EXERCISE DATA
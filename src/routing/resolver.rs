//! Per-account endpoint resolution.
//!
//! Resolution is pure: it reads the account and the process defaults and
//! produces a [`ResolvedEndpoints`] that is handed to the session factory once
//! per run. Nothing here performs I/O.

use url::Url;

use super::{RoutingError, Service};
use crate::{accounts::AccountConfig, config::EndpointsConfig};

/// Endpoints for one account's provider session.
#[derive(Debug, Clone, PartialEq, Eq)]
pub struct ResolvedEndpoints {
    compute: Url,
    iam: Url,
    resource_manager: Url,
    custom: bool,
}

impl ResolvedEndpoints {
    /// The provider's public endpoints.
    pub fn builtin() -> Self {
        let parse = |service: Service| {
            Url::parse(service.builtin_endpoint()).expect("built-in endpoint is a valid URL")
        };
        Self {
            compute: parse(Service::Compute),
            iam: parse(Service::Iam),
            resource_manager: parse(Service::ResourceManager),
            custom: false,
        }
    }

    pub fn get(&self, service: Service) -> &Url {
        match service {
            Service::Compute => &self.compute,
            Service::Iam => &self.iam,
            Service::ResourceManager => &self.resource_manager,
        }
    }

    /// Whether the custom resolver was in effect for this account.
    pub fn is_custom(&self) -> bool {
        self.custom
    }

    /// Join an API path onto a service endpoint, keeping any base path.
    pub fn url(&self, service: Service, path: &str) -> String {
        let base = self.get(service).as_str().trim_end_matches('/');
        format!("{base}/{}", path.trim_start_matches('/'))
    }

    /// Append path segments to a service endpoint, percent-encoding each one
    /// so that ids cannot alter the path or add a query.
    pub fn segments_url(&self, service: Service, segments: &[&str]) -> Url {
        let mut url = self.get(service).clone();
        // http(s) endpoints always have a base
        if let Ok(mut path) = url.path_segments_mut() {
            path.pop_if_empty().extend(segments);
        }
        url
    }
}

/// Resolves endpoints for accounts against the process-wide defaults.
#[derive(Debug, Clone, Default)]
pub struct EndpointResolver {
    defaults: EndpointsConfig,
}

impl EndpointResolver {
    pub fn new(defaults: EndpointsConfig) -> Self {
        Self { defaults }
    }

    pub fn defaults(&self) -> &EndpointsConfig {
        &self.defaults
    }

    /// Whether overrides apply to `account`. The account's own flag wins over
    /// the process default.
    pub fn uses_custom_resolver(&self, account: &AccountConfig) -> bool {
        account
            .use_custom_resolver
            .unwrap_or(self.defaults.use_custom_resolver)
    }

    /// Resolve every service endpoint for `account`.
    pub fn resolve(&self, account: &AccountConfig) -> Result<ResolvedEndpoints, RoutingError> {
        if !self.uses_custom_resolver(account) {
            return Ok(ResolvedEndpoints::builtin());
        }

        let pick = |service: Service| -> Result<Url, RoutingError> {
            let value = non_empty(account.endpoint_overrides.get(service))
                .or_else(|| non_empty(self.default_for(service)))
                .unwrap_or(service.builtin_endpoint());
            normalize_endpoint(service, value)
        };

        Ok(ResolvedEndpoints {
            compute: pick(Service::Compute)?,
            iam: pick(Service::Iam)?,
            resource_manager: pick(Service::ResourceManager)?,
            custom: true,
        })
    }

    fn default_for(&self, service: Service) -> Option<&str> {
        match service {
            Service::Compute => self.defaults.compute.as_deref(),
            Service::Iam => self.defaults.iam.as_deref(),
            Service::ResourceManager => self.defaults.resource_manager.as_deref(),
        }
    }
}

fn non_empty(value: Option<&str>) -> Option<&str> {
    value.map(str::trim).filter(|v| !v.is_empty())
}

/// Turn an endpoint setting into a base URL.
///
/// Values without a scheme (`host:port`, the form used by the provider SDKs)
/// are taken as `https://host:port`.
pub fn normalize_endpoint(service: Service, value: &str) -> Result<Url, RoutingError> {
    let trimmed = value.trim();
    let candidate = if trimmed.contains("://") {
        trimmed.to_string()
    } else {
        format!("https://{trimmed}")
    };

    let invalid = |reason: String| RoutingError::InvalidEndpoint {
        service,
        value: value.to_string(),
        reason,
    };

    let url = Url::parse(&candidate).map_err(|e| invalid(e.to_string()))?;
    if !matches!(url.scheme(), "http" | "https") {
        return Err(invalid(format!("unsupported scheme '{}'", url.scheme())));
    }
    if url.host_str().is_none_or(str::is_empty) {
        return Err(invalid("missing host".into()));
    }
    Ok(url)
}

==

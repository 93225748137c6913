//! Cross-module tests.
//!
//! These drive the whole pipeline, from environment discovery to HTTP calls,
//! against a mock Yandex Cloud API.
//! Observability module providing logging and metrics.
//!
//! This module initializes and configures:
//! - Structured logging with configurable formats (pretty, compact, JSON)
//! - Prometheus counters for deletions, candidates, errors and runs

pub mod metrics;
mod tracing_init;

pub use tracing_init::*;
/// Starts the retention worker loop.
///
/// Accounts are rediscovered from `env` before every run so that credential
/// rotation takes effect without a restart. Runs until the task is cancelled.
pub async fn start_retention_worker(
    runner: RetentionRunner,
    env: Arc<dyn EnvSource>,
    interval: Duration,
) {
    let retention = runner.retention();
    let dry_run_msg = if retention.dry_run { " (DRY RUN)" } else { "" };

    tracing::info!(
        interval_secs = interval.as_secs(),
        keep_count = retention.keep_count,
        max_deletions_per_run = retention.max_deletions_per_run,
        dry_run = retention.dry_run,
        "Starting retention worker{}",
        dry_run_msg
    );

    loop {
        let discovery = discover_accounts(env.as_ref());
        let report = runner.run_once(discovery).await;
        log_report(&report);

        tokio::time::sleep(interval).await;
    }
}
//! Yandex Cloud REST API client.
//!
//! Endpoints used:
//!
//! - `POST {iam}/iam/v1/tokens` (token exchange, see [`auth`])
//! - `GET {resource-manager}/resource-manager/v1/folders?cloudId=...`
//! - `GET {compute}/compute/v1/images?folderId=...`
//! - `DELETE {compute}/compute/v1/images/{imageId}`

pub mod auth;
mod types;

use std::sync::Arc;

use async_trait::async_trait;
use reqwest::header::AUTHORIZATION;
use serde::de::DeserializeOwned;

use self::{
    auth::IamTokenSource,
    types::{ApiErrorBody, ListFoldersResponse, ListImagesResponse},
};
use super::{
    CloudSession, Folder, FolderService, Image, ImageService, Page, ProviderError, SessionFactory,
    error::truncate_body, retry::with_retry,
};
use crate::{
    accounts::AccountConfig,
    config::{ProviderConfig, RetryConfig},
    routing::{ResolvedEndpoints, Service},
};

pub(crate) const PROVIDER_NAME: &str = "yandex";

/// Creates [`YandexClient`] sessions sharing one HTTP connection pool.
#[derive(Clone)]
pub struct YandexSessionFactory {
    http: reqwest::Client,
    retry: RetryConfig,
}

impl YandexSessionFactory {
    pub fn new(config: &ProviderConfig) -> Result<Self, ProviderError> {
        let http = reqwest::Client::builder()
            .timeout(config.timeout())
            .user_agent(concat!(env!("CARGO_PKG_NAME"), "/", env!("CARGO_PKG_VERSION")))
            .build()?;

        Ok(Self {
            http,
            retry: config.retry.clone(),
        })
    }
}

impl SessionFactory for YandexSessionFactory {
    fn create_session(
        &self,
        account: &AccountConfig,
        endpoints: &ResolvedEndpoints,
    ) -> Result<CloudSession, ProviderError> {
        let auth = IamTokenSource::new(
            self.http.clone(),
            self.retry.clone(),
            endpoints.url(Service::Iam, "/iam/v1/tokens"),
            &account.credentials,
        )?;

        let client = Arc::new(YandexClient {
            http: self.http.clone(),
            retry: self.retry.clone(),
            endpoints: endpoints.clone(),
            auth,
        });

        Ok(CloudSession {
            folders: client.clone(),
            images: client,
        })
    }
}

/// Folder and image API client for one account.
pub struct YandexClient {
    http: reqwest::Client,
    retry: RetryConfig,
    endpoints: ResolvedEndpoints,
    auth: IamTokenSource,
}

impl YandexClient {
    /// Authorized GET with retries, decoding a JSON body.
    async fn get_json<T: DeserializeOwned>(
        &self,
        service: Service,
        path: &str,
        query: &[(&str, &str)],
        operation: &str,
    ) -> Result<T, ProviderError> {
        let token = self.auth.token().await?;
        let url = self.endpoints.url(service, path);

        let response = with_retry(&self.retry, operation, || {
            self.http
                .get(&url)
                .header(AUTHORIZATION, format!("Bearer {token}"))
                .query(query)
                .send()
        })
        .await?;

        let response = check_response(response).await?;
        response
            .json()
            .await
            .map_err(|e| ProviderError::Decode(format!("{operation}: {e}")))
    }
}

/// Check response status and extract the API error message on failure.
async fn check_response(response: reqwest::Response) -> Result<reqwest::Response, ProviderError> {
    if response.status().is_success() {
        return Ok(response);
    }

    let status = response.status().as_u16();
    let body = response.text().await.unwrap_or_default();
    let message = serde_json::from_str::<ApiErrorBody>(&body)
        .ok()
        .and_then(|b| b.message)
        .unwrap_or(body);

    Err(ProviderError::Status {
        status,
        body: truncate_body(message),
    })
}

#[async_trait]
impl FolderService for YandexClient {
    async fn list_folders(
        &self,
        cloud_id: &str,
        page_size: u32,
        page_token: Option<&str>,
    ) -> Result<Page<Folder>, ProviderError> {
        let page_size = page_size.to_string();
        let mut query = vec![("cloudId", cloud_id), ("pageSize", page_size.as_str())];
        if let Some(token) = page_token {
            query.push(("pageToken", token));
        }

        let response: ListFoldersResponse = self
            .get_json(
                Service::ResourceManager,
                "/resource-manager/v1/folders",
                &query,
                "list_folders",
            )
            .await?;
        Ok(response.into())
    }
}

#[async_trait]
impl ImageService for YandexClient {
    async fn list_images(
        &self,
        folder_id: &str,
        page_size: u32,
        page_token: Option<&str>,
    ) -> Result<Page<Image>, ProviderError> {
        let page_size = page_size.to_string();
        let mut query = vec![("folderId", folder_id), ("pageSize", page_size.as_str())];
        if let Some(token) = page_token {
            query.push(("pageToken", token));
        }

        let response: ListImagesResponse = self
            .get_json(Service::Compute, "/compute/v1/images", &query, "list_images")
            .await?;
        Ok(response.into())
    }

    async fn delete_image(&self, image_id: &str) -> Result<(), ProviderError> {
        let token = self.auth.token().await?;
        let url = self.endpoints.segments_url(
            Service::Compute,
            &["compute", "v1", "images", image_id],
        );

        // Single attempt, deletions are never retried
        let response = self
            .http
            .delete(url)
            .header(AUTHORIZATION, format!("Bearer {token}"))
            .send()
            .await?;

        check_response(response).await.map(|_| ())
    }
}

--

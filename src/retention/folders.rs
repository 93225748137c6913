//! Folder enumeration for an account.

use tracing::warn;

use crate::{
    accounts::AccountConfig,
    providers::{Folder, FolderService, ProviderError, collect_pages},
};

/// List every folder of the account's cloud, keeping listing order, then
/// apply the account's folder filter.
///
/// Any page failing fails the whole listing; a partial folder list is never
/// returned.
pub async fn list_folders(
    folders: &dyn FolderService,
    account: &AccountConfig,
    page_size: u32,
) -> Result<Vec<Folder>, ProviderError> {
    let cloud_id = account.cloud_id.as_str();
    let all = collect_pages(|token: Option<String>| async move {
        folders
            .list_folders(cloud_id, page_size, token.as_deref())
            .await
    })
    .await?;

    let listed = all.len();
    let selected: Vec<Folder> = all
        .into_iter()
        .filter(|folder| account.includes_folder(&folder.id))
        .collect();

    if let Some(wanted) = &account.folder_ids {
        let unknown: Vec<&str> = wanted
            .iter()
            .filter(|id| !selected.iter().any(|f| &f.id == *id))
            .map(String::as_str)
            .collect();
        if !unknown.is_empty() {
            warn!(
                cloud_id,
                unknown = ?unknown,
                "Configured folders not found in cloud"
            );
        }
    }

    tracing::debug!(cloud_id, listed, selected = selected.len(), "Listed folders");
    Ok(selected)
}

YOUR OBJECTIVE
Each line above where the word "ResolvedEndpoints" occurs should be copied out.

SOLUTION TO THE PROBLEM
//! produces a [`ResolvedEndpoints`] that is handed to the session factory once
pub struct ResolvedEndpoints {
impl ResolvedEndpoints {
    pub fn resolve(&self, account: &AccountConfig) -> Result<ResolvedEndpoints, RoutingError> {
            return Ok(ResolvedEndpoints::builtin());
        Ok(ResolvedEndpoints {
    routing::{ResolvedEndpoints, Service},
        endpoints: &ResolvedEndpoints,
    endpoints: ResolvedEndpoints,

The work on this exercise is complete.